In a separate comment, it said the Prime Minister’s Ten-Point Plan was an important statement of ambition, but it has yet to be backed with firm policies.
Baroness Brown, Chair of the Adaptation Committee said: “The UK is leading in diagnosis but lagging in policy and action. This cannot be put off further. We cannot deliver Net Zero without serious action on adaptation. We need action now, followed by a National Adaptation Programme that must be more ambitious; more comprehensive; and better focussed on implementation than its predecessors, to improve national resilience to climate change.”

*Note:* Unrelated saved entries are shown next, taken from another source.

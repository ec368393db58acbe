//! # Device Protocol
//!
//! Translates between the vendor's MQTT JSON and the bridge's typed model.
//!
//! ```text
//! protocol/
//! ├── values.rs   - Enumerated vocabularies, fan speed, heat target, sleep timer
//! ├── product.rs  - Product codes, families and their command vocabularies
//! ├── message.rs  - Envelope constants and `[old, new]` field resolution
//! ├── state.rs    - CURRENT-STATE / STATE-CHANGE decoding
//! ├── sensor.rs   - Environmental sensor decoding
//! └── command.rs  - STATE-SET / REQUEST-CURRENT-STATE encoding
//! ```
//!
//! Everything in here is pure: no I/O, no shared state, no locks. Decoding
//! failures are reported as [`CodecError`] and never panic; encoding rejects
//! out-of-domain values with [`CommandError`] before a topic is produced.

pub mod command;
pub mod error;
pub mod message;
pub mod product;
pub mod sensor;
pub mod state;
pub mod values;

pub use command::{Command, CommandEncoder, OutboundMessage};
pub use error::{CodecError, CommandError};
pub use product::{ProductFamily, ProductType, Property};
pub use sensor::{SensorCodec, SensorSnapshot};
pub use state::{MessageKind, StateCodec, StateSnapshot};
pub use values::{
    EnumeratedValue, FanMode, FanSpeed, FanState, HeatMode, HeatState, HeatTarget, QualityTarget,
    SleepTimer, Toggle,
};
//! Controller Handle - single task that owns a [`DeviceController`]
//!
//! Serializes everything that touches one device: transport events, host
//! intents and the periodic state refresh all go through one `select!` loop,
//! so the controller's snapshots are never mutated concurrently.

use std::time::Duration;
use tokio::sync::mpsc;
use tokio::task::JoinHandle;
use tokio::time::{interval_at, Instant, MissedTickBehavior};
use tokio_util::sync::CancellationToken;
use tracing::{debug, error, info, warn};

use super::controller::{ControllerError, DeviceController};
use super::intent::CommandIntent;
use crate::mqtt::{MqttTransport, TransportEvent};

/// Settings for the controller task
#[derive(Clone, Debug)]
pub struct ControllerSettings {
    /// How often a full state is requested while connected.
    ///
    /// The device pushes changes on its own; the refresh catches anything
    /// missed while a message was dropped.
    pub refresh_interval: Duration,

    /// Buffer of the intent channel.
    pub intent_capacity: usize,
}

impl Default for ControllerSettings {
    fn default() -> Self {
        Self {
            refresh_interval: Duration::from_secs(30),
            intent_capacity: 32,
        }
    }
}

/// Handle for the task running one device controller
///
/// # Threading Model
///
/// ```text
/// TransportEvent ──┐
/// CommandIntent ───┼──► select! loop ──► DeviceController ──► MqttTransport
/// refresh tick ────┘                            │
///                                               └──► ControllerEvent (host)
/// ```
///
/// The task ends when the shutdown token is cancelled or the transport event
/// channel closes, and hands the controller back through [`shutdown`](Self::shutdown).
pub struct ControllerHandle<T: MqttTransport + 'static> {
    intents: mpsc::Sender<CommandIntent>,
    shutdown: CancellationToken,
    task: JoinHandle<DeviceController<T>>,
}

impl<T: MqttTransport + 'static> ControllerHandle<T> {
    /// Spawns the controller task
    ///
    /// # Arguments
    ///
    /// * `controller` - Controller for the device, already wired to its transport
    /// * `transport_events` - Receiving end of the transport's event channel
    /// * `settings` - Optional configuration; uses defaults if None
    /// * `shutdown` - Cancels the task; usually shared with the transport
    pub fn spawn(
        controller: DeviceController<T>,
        transport_events: mpsc::Receiver<TransportEvent>,
        settings: Option<ControllerSettings>,
        shutdown: CancellationToken,
    ) -> Self {
        let settings = settings.unwrap_or_default();
        info!(
            "Starting controller task for {} with settings: {:?}",
            controller.name(),
            settings
        );

        let (intents, intent_receiver) = mpsc::channel(settings.intent_capacity);
        let task = tokio::spawn(run(
            controller,
            transport_events,
            intent_receiver,
            settings.refresh_interval,
            shutdown.clone(),
        ));

        Self {
            intents,
            shutdown,
            task,
        }
    }

    /// Queues an intent for the controller task.
    pub async fn submit(&self, intent: CommandIntent) -> Result<(), ControllerError> {
        self.intents
            .send(intent)
            .await
            .map_err(|e| ControllerError::Channel(format!("intent {:?} not delivered", e.0)))
    }

    /// Stops the task and returns the controller with its final snapshots.
    pub async fn shutdown(self) -> Result<DeviceController<T>, ControllerError> {
        self.shutdown.cancel();
        self.task
            .await
            .map_err(|e| ControllerError::Channel(format!("controller task failed: {}", e)))
    }
}

async fn run<T: MqttTransport>(
    mut controller: DeviceController<T>,
    mut transport_events: mpsc::Receiver<TransportEvent>,
    mut intents: mpsc::Receiver<CommandIntent>,
    refresh_interval: Duration,
    shutdown: CancellationToken,
) -> DeviceController<T> {
    let mut refresh = interval_at(Instant::now() + refresh_interval, refresh_interval);
    refresh.set_missed_tick_behavior(MissedTickBehavior::Delay);
    let mut connected = false;

    loop {
        tokio::select! {
            _ = shutdown.cancelled() => {
                debug!("Shutdown requested for {}", controller.name());
                break;
            }
            event = transport_events.recv() => match event {
                Some(TransportEvent::Connected) => {
                    connected = true;
                    if let Err(e) = controller.on_connected().await {
                        error!("Setting up {} after connect failed: {}", controller.name(), e);
                    }
                }
                Some(TransportEvent::Disconnected) => {
                    connected = false;
                    warn!("{} disconnected, waiting for reconnect", controller.name());
                }
                Some(TransportEvent::Message(message)) => {
                    controller
                        .on_inbound_message(&message.topic, &message.payload)
                        .await;
                }
                None => {
                    info!("Transport for {} closed", controller.name());
                    break;
                }
            },
            Some(intent) = intents.recv() => {
                if let Err(e) = controller.submit(intent).await {
                    error!("{:?} for {} failed: {}", intent, controller.name(), e);
                }
            }
            _ = refresh.tick() => {
                if connected {
                    if let Err(e) = controller.request_state_refresh().await {
                        warn!("State refresh for {} failed: {}", controller.name(), e);
                    }
                }
            }
        }
    }

    info!("Controller task for {} stopped", controller.name());
    controller
}
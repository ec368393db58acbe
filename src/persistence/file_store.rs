use std::collections::BTreeMap;
use std::path::{Path, PathBuf};
use tokio::sync::RwLock;
use tracing::{debug, info, warn};

use super::{KeyValueStore, StoreError};

const STATE_DIR: &str = ".config/purelink-bridge";
const STATE_FILE: &str = "state.toml";

/// Key-value store persisted as a single flat TOML table.
///
/// The whole table is rewritten on every change. It holds a handful of keys
/// and changes only during cloud login, so there is no write batching.
#[derive(Debug)]
pub struct TomlFileStore {
    path: PathBuf,
    entries: RwLock<BTreeMap<String, String>>,
}

impl TomlFileStore {
    /// `~/.config/purelink-bridge/state.toml`
    pub fn default_path() -> Result<PathBuf, StoreError> {
        let mut path = dirs::home_dir().ok_or(StoreError::NoHomeDir)?;
        path.push(STATE_DIR);
        path.push(STATE_FILE);
        Ok(path)
    }

    pub async fn open(path: impl Into<PathBuf>) -> Result<Self, StoreError> {
        let path = path.into();
        let entries = if tokio::fs::try_exists(&path).await? {
            let content = tokio::fs::read_to_string(&path).await?;
            let entries: BTreeMap<String, String> = toml::from_str(&content)?;
            info!("Loaded {} stored entries from {}", entries.len(), path.display());
            entries
        } else {
            warn!(
                "State file {} does not exist yet, starting empty",
                path.display()
            );
            BTreeMap::new()
        };

        Ok(Self {
            path,
            entries: RwLock::new(entries),
        })
    }

    pub fn path(&self) -> &Path {
        &self.path
    }

    async fn flush(&self, entries: &BTreeMap<String, String>) -> Result<(), StoreError> {
        if let Some(parent) = self.path.parent() {
            if !tokio::fs::try_exists(parent).await? {
                tokio::fs::create_dir_all(parent).await?;
            }
        }
        let content = toml::to_string_pretty(entries)?;
        tokio::fs::write(&self.path, content).await?;
        debug!("State file {} written", self.path.display());
        Ok(())
    }
}

impl KeyValueStore for TomlFileStore {
    async fn get(&self, key: &str) -> Result<Option<String>, StoreError> {
        Ok(self.entries.read().await.get(key).cloned())
    }

    async fn set(&self, key: &str, value: &str) -> Result<(), StoreError> {
        let mut entries = self.entries.write().await;
        entries.insert(key.to_string(), value.to_string());
        self.flush(&entries).await
    }

    async fn remove(&self, key: &str) -> Result<Option<String>, StoreError> {
        let mut entries = self.entries.write().await;
        let removed = entries.remove(key);
        if removed.is_some() {
            self.flush(&entries).await?;
        }
        Ok(removed)
    }

    async fn entries(&self) -> Result<BTreeMap<String, String>, StoreError> {
        Ok(self.entries.read().await.clone())
    }

    async fn clear(&self) -> Result<(), StoreError> {
        let mut entries = self.entries.write().await;
        entries.clear();
        self.flush(&entries).await
    }
}

#[cfg(test)]
mod tests {
    use super::*;

    #[tokio::test]
    async fn entries_survive_reopen() {
        let dir = tempfile::tempdir().unwrap();
        let path = dir.path().join("nested").join("state.toml");

        let store = TomlFileStore::open(&path).await.unwrap();
        store.set("0.name", "Living Room").await.unwrap();
        store.set("challenge_id", "abc-123").await.unwrap();
        assert_eq!(store.remove("challenge_id").await.unwrap().as_deref(), Some("abc-123"));
        drop(store);

        let reopened = TomlFileStore::open(&path).await.unwrap();
        assert_eq!(
            reopened.get("0.name").await.unwrap().as_deref(),
            Some("Living Room")
        );
        assert_eq!(reopened.get("challenge_id").await.unwrap(), None);
    }

    #[tokio::test]
    async fn missing_file_is_an_empty_store() {
        let dir = tempfile::tempdir().unwrap();
        let store = TomlFileStore::open(dir.path().join("state.toml")).await.unwrap();
        assert!(store.entries().await.unwrap().is_empty());
    }
}
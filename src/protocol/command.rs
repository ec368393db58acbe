//! Encoding of outbound `STATE-SET` and `REQUEST-CURRENT-STATE` commands.

use chrono::{DateTime, SecondsFormat, Utc};
use serde::Serialize;
use std::collections::BTreeMap;
use tracing::debug;

use super::error::CommandError;
use super::message;
use super::product::{ProductFamily, Property};
use super::values::{
    EnumeratedValue, FanMode, FanSpeed, HeatMode, HeatTarget, QualityTarget, SleepTimer, Toggle,
};

const MODE_REASON: &str = "LAPP";

/// A single property assignment, the unit the device accepts.
#[derive(Debug, Clone, Copy, PartialEq, Eq)]
pub enum Command {
    FanMode(FanMode),
    FanPower(Toggle),
    FanModeAuto(Toggle),
    FanSpeed(FanSpeed),
    Oscillation(Toggle),
    NightMode(Toggle),
    StandbyMonitoring(Toggle),
    QualityTarget(QualityTarget),
    Focus(Toggle),
    HeatMode(HeatMode),
    HeatTarget(HeatTarget),
    SleepTimer(SleepTimer),
}

impl Command {
    pub fn property(&self) -> Property {
        match self {
            Command::FanMode(_) => Property::FanMode,
            Command::FanPower(_) => Property::FanPower,
            Command::FanModeAuto(_) => Property::FanModeAuto,
            Command::FanSpeed(_) => Property::FanSpeed,
            Command::Oscillation(_) => Property::Oscillation,
            Command::NightMode(_) => Property::NightMode,
            Command::StandbyMonitoring(_) => Property::StandbyMonitoring,
            Command::QualityTarget(_) => Property::QualityTarget,
            Command::Focus(_) => Property::Focus,
            Command::HeatMode(_) => Property::HeatMode,
            Command::HeatTarget(_) => Property::HeatTarget,
            Command::SleepTimer(_) => Property::SleepTimer,
        }
    }

    /// Wire token for the value, validated against the property's range.
    pub fn wire_value(&self) -> Result<String, CommandError> {
        match self {
            Command::FanMode(mode) => Ok(mode.token().to_string()),
            Command::FanPower(t)
            | Command::FanModeAuto(t)
            | Command::Oscillation(t)
            | Command::NightMode(t)
            | Command::StandbyMonitoring(t)
            | Command::Focus(t) => Ok(t.token().to_string()),
            Command::QualityTarget(target) => Ok(target.token().to_string()),
            Command::HeatMode(mode) => Ok(mode.token().to_string()),
            Command::FanSpeed(speed) => speed.to_wire(),
            Command::HeatTarget(target) => target.to_wire(),
            Command::SleepTimer(timer) => timer.to_wire(),
        }
    }

    /// Whether this command switches the fan on or off, if it does either.
    pub fn power_effect(&self) -> Option<bool> {
        match self {
            Command::FanPower(t) => Some(*t == Toggle::On),
            Command::FanMode(mode) => Some(*mode != FanMode::Off),
            _ => None,
        }
    }
}

/// Topic and serialized payload ready to publish.
#[derive(Debug, Clone, PartialEq, Eq)]
pub struct OutboundMessage {
    pub topic: String,
    pub payload: Vec<u8>,
}

impl OutboundMessage {
    pub fn payload_str(&self) -> &str {
        std::str::from_utf8(&self.payload).unwrap_or("<binary>")
    }
}

#[derive(Serialize)]
struct StateSetPayload<'a> {
    msg: &'static str,
    time: String,
    #[serde(rename = "mode-reason")]
    mode_reason: &'static str,
    data: BTreeMap<&'static str, &'a str>,
}

#[derive(Serialize)]
struct RequestStatePayload {
    msg: &'static str,
    time: String,
}

/// Per-device encoder. The product family is fixed at construction so one
/// device never mixes vocabularies.
#[derive(Debug, Clone)]
pub struct CommandEncoder {
    family: ProductFamily,
    command_topic: String,
}

impl CommandEncoder {
    pub fn new(family: ProductFamily, base_topic: &str) -> Self {
        Self {
            family,
            command_topic: format!("{}/command", base_topic),
        }
    }

    pub fn family(&self) -> ProductFamily {
        self.family
    }

    pub fn encode(
        &self,
        command: &Command,
        timestamp: DateTime<Utc>,
    ) -> Result<OutboundMessage, CommandError> {
        let property = command.property();
        if !self.family.supports(property) {
            return Err(CommandError::InvalidCommand(format!(
                "'{}' is not part of the {:?} vocabulary",
                property, self.family
            )));
        }
        let value = command.wire_value()?;

        let mut data = BTreeMap::new();
        data.insert(property.wire_key(), value.as_str());
        let payload = StateSetPayload {
            msg: message::STATE_SET,
            time: iso_timestamp(timestamp),
            mode_reason: MODE_REASON,
            data,
        };
        debug!("Encoded {:?} for {:?} family", command, self.family);
        self.serialize(&payload)
    }

    pub fn request_current_state(
        &self,
        timestamp: DateTime<Utc>,
    ) -> Result<OutboundMessage, CommandError> {
        self.serialize(&RequestStatePayload {
            msg: message::REQUEST_CURRENT_STATE,
            time: iso_timestamp(timestamp),
        })
    }

    fn serialize<T: Serialize>(&self, payload: &T) -> Result<OutboundMessage, CommandError> {
        let payload = serde_json::to_vec(payload)
            .map_err(|e| CommandError::InvalidCommand(e.to_string()))?;
        Ok(OutboundMessage {
            topic: self.command_topic.clone(),
            payload,
        })
    }
}

fn iso_timestamp(timestamp: DateTime<Utc>) -> String {
    timestamp.to_rfc3339_opts(SecondsFormat::Millis, true)
}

Priority recommendations for 2021 include setting out capacity and usage requirements for Energy from Waste consistent with plans to improve recycling and waste prevention, and issue guidance to align local authority waste contracts and planning policy to these targets; develop (with DIT) the option of applying either border carbon tariffs or minimum standards to imports of selected embedded-emission-intense industrial and agricultural products and fuels; and implement a public engagement programme about national adaptation objectives, acceptable levels of risk, desired resilience standards, how to address inequalities, and responsibilities across society.

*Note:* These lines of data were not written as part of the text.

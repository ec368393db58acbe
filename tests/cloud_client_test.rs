use pretty_assertions::assert_eq;
use purelink_bridge::cloud::client::Idle;
use purelink_bridge::cloud::{
    AuthFlow, AuthProgress, ChallengeState, CloudAuthClient, CloudError, CloudSettings,
};
use purelink_bridge::persistence::{credentials, KeyValueStore, MemoryStore};
use purelink_bridge::protocol::ProductFamily;
use secrecy::{ExposeSecret, SecretString};
use serde_json::json;
use wiremock::matchers::{body_json, header, method, path, query_param};
use wiremock::{Mock, MockServer, ResponseTemplate};

const EMAIL: &str = "owner@example.com";
const PASSWORD: &str = "account-password";
const OTP: &str = "123456";

// Manifest envelopes for the broker passwords "local-1" and "local-2".
const LOCAL_1: &str = "esaxhcTtnXJoLo8I3tT8NMVx7rbVlBca5JllGhAE1u+DgN4Gd1Uu4wb7yxyjtwUx";
const LOCAL_2: &str = "esaxhcTtnXJoLo8I3tT8NMVx7rbVlBca5JllGhAE1u8Hu0N+5mjIzKlyGFPfJ/5a";

fn settings(server: &MockServer) -> CloudSettings {
    let mut settings = CloudSettings::new(EMAIL, "NL");
    settings.base_url = Some(server.uri());
    settings
}

fn password() -> SecretString {
    SecretString::from(PASSWORD)
}

async fn mount_user_status(server: &MockServer, status: &str) {
    Mock::given(method("POST"))
        .and(path("/v3/userregistration/email/userstatus"))
        .and(query_param("country", "NL"))
        .and(header("user-agent", "android client"))
        .and(body_json(json!({ "email": EMAIL })))
        .respond_with(ResponseTemplate::new(200).set_body_json(json!({ "accountStatus": status })))
        .mount(server)
        .await;
}

async fn mount_request_otp(server: &MockServer, challenge_id: &str) {
    Mock::given(method("POST"))
        .and(path("/v3/userregistration/email/auth"))
        .and(query_param("country", "NL"))
        .and(query_param("culture", "en-US"))
        .and(body_json(json!({ "email": EMAIL })))
        .respond_with(
            ResponseTemplate::new(200).set_body_json(json!({ "challengeId": challenge_id })),
        )
        .mount(server)
        .await;
}

async fn mount_verify(server: &MockServer, challenge_id: &str, expected_calls: u64) {
    Mock::given(method("POST"))
        .and(path("/v3/userregistration/email/verify"))
        .and(body_json(json!({
            "email": EMAIL,
            "password": PASSWORD,
            "challengeId": challenge_id,
            "otpCode": OTP
        })))
        .respond_with(ResponseTemplate::new(200).set_body_json(json!({
            "account": "account-1",
            "token": "session-token",
            "tokenType": "Bearer"
        })))
        .expect(expected_calls)
        .mount(server)
        .await;
}

async fn mount_manifest(server: &MockServer, body: serde_json::Value) {
    Mock::given(method("GET"))
        .and(path("/v2/provisioningservice/manifest"))
        .and(header("authorization", "Bearer session-token"))
        .respond_with(ResponseTemplate::new(200).set_body_json(body))
        .mount(server)
        .await;
}

fn two_devices() -> serde_json::Value {
    json!([
        {
            "Serial": "AB1-EU-HAA0000A",
            "Name": "Living Room",
            "Version": "21.03.08",
            "LocalCredentials": LOCAL_1,
            "AutoUpdate": true,
            "ProductType": "475"
        },
        {
            "Serial": "NN2-EU-HEA0000B",
            "Name": "Bedroom",
            "Version": "0.0.1",
            "LocalCredentials": LOCAL_2,
            "AutoUpdate": false,
            "ProductType": "438"
        }
    ])
}

#[tokio::test]
async fn client_walks_through_every_login_step() {
    let server = MockServer::start().await;
    mount_user_status(&server, "ACTIVE").await;
    mount_request_otp(&server, "challenge-1").await;
    mount_verify(&server, "challenge-1", 1).await;
    mount_manifest(&server, two_devices()).await;

    let client = CloudAuthClient::<Idle>::create(&settings(&server)).unwrap();
    let (client, challenge) = client.request_otp().await.unwrap();
    assert_eq!(challenge.challenge_id, "challenge-1");

    let verified = client.verify(challenge, OTP, &password()).await.unwrap();
    let session = verified.session().unwrap();
    assert_eq!(session.account, "account-1");
    assert_eq!(session.token.expose_secret(), "session-token");

    let devices = verified.fetch_devices().await.unwrap().into_devices();
    assert_eq!(devices.len(), 2);
    assert_eq!(devices[0].name, "Living Room");
    assert_eq!(devices[0].password.expose_secret(), "local-1");
    assert_eq!(devices[0].family(), ProductFamily::Link);
    assert_eq!(devices[1].base_topic(), "438/NN2-EU-HEA0000B");
    assert_eq!(devices[1].family(), ProductFamily::PowerControl);
}

#[tokio::test]
async fn inactive_account_stops_before_requesting_a_code() {
    let server = MockServer::start().await;
    mount_user_status(&server, "UNREGISTERED").await;
    Mock::given(method("POST"))
        .and(path("/v3/userregistration/email/auth"))
        .respond_with(ResponseTemplate::new(200))
        .expect(0)
        .mount(&server)
        .await;

    let err = CloudAuthClient::<Idle>::create(&settings(&server))
        .unwrap()
        .request_otp()
        .await
        .unwrap_err();

    match err {
        CloudError::AccountNotActive { email, status } => {
            assert_eq!(email, EMAIL);
            assert_eq!(status, "UNREGISTERED");
        }
        other => panic!("unexpected error: {:?}", other),
    }
}

#[tokio::test]
async fn empty_manifest_means_no_devices() {
    let server = MockServer::start().await;
    mount_verify(&server, "challenge-1", 1).await;
    mount_manifest(&server, json!([])).await;

    let store = MemoryStore::new();
    credentials::save_challenge(&store, &ChallengeState::new("challenge-1"))
        .await
        .unwrap();
    let flow = AuthFlow::new(&store, settings(&server), password());

    assert!(matches!(
        flow.verify(OTP).await,
        Err(CloudError::NoDevicesFound)
    ));
    assert!(credentials::load_devices(&store).await.unwrap().is_empty());
}

#[tokio::test]
async fn login_spans_two_runs_and_then_uses_the_store() {
    let server = MockServer::start().await;
    mount_user_status(&server, "ACTIVE").await;
    mount_request_otp(&server, "challenge-7").await;
    mount_verify(&server, "challenge-7", 1).await;
    mount_manifest(&server, two_devices()).await;

    let store = MemoryStore::new();

    let first = AuthFlow::new(&store, settings(&server), password());
    assert!(matches!(
        first.run(None).await.unwrap(),
        AuthProgress::OtpRequested
    ));
    assert_eq!(
        store.get("challenge_id").await.unwrap().as_deref(),
        Some("challenge-7")
    );

    let second = AuthFlow::new(&store, settings(&server), password());
    let devices = match second.run(Some(OTP)).await.unwrap() {
        AuthProgress::Completed(devices) => devices,
        other => panic!("unexpected progress: {:?}", other),
    };
    assert_eq!(devices.len(), 2);
    assert_eq!(store.get("challenge_id").await.unwrap(), None);
    assert_eq!(
        store.get("Bedroom.serial").await.unwrap().as_deref(),
        Some("NN2-EU-HEA0000B")
    );

    // Third start: no cloud traffic, verify is still expected exactly once.
    let third = AuthFlow::new(&store, settings(&server), password());
    match third.run(Some(OTP)).await.unwrap() {
        AuthProgress::Completed(stored) => {
            let names: Vec<_> = stored.iter().map(|d| d.name.as_str()).collect();
            assert_eq!(names, vec!["Living Room", "Bedroom"]);
        }
        other => panic!("unexpected progress: {:?}", other),
    }
}

#[tokio::test]
async fn verify_before_request_is_an_invalid_challenge() {
    let server = MockServer::start().await;
    mount_verify(&server, "challenge-1", 0).await;

    let store = MemoryStore::new();
    let flow = AuthFlow::new(&store, settings(&server), password());

    assert!(matches!(
        flow.verify(OTP).await,
        Err(CloudError::InvalidChallenge(_))
    ));
}

#[tokio::test]
async fn challenge_cannot_be_verified_twice() {
    let server = MockServer::start().await;
    mount_user_status(&server, "ACTIVE").await;
    mount_request_otp(&server, "challenge-1").await;
    mount_verify(&server, "challenge-1", 1).await;
    mount_manifest(&server, two_devices()).await;

    let store = MemoryStore::new();
    let flow = AuthFlow::new(&store, settings(&server), password());
    flow.request_otp().await.unwrap();

    assert_eq!(flow.verify(OTP).await.unwrap().len(), 2);
    assert!(matches!(
        flow.verify(OTP).await,
        Err(CloudError::InvalidChallenge(_))
    ));
}

#[tokio::test]
async fn short_code_keeps_the_challenge() {
    let server = MockServer::start().await;
    mount_verify(&server, "challenge-1", 0).await;

    let store = MemoryStore::new();
    credentials::save_challenge(&store, &ChallengeState::new("challenge-1"))
        .await
        .unwrap();
    let flow = AuthFlow::new(&store, settings(&server), password());

    assert!(matches!(
        flow.run(None).await,
        Err(CloudError::MissingOtpCode)
    ));
    assert!(matches!(
        flow.run(Some("123")).await,
        Err(CloudError::MissingOtpCode)
    ));
    assert_eq!(
        store.get("challenge_id").await.unwrap().as_deref(),
        Some("challenge-1")
    );
}

#[tokio::test]
async fn rejected_code_consumes_the_challenge() {
    let server = MockServer::start().await;
    Mock::given(method("POST"))
        .and(path("/v3/userregistration/email/verify"))
        .respond_with(ResponseTemplate::new(401).set_body_string("Unauthorized"))
        .expect(1)
        .mount(&server)
        .await;

    let store = MemoryStore::new();
    credentials::save_challenge(&store, &ChallengeState::new("challenge-1"))
        .await
        .unwrap();
    let flow = AuthFlow::new(&store, settings(&server), password());

    assert!(matches!(
        flow.verify(OTP).await,
        Err(CloudError::InvalidChallenge(_))
    ));
    assert_eq!(store.get("challenge_id").await.unwrap(), None);
}

#[tokio::test]
async fn expired_challenge_is_reported_as_such() {
    let server = MockServer::start().await;
    Mock::given(method("POST"))
        .and(path("/v3/userregistration/email/verify"))
        .respond_with(
            ResponseTemplate::new(400).set_body_string(r#"{"message":"Challenge has expired"}"#),
        )
        .mount(&server)
        .await;

    let client = CloudAuthClient::<Idle>::create(&settings(&server)).unwrap().resume();
    let err = client
        .verify(
            ChallengeState::new("old"),
            OTP,
            &password(),
        )
        .await
        .unwrap_err();

    assert!(matches!(err, CloudError::ExpiredChallenge));
}

#[tokio::test]
async fn server_errors_keep_status_and_body() {
    let server = MockServer::start().await;
    Mock::given(method("POST"))
        .and(path("/v3/userregistration/email/userstatus"))
        .respond_with(ResponseTemplate::new(503).set_body_string("maintenance"))
        .mount(&server)
        .await;

    let err = CloudAuthClient::<Idle>::create(&settings(&server))
        .unwrap()
        .request_otp()
        .await
        .unwrap_err();

    match err {
        CloudError::Api { status, message } => {
            assert_eq!(status, 503);
            assert_eq!(message, "maintenance");
        }
        other => panic!("unexpected error: {:?}", other),
    }
}

#[tokio::test]
async fn undecryptable_local_credentials_fail_the_manifest() {
    let server = MockServer::start().await;
    mount_verify(&server, "challenge-1", 1).await;
    mount_manifest(
        &server,
        json!([{
            "Serial": "AB1-EU-HAA0000A",
            "Name": "Living Room",
            "LocalCredentials": "not-an-envelope",
            "ProductType": "475"
        }]),
    )
    .await;

    let store = MemoryStore::new();
    credentials::save_challenge(&store, &ChallengeState::new("challenge-1"))
        .await
        .unwrap();
    let flow = AuthFlow::new(&store, settings(&server), password());

    match flow.verify(OTP).await {
        Err(CloudError::InvalidLocalCredentials { serial, .. }) => {
            assert_eq!(serial, "AB1-EU-HAA0000A")
        }
        other => panic!("unexpected result: {:?}", other),
    }
    assert!(credentials::load_devices(&store).await.unwrap().is_empty());
}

Drax Group CEO Will Gardiner said the report is another reminder that if the UK is to meet its ambitious climate targets there is an urgent need to scale up bioenergy with carbon capture and storage (BECCS).
"As the world’s leading generator and supplier of sustainable bioenergy there is no better place to deliver BECCS at scale than at Drax in the UK. We are ready to invest in and deliver this world-leading green technology, which would support clean growth in the north of England, create tens of thousands of jobs and put the UK at the forefront of combatting climate change."
Drax Group is kickstarting the planning process to build a new underground pumped hydro storage power station – more than doubling the electricity generating capacity at its iconic Cruachan facility in Scotland. The 600MW power station will be located inside Ben Cruachan – Argyll’s highest mountain – and increase the site’s total capacity to 1.04GW (click here).
Lockdown measures led to a record decrease in UK emissions in 2020 of 13% from the previous year. The largest falls were in aviation (-60%), shipping (-24%) and surface transport (-18%). While some of this change could persist (e.g. business travellers accounted for 15-25% of UK air passengers before the pandemic), much is already rebounding with HGV and van travel back to pre-pandemic levels, while car use, which at one point was down by two-thirds, only 20% below pre-pandemic levels.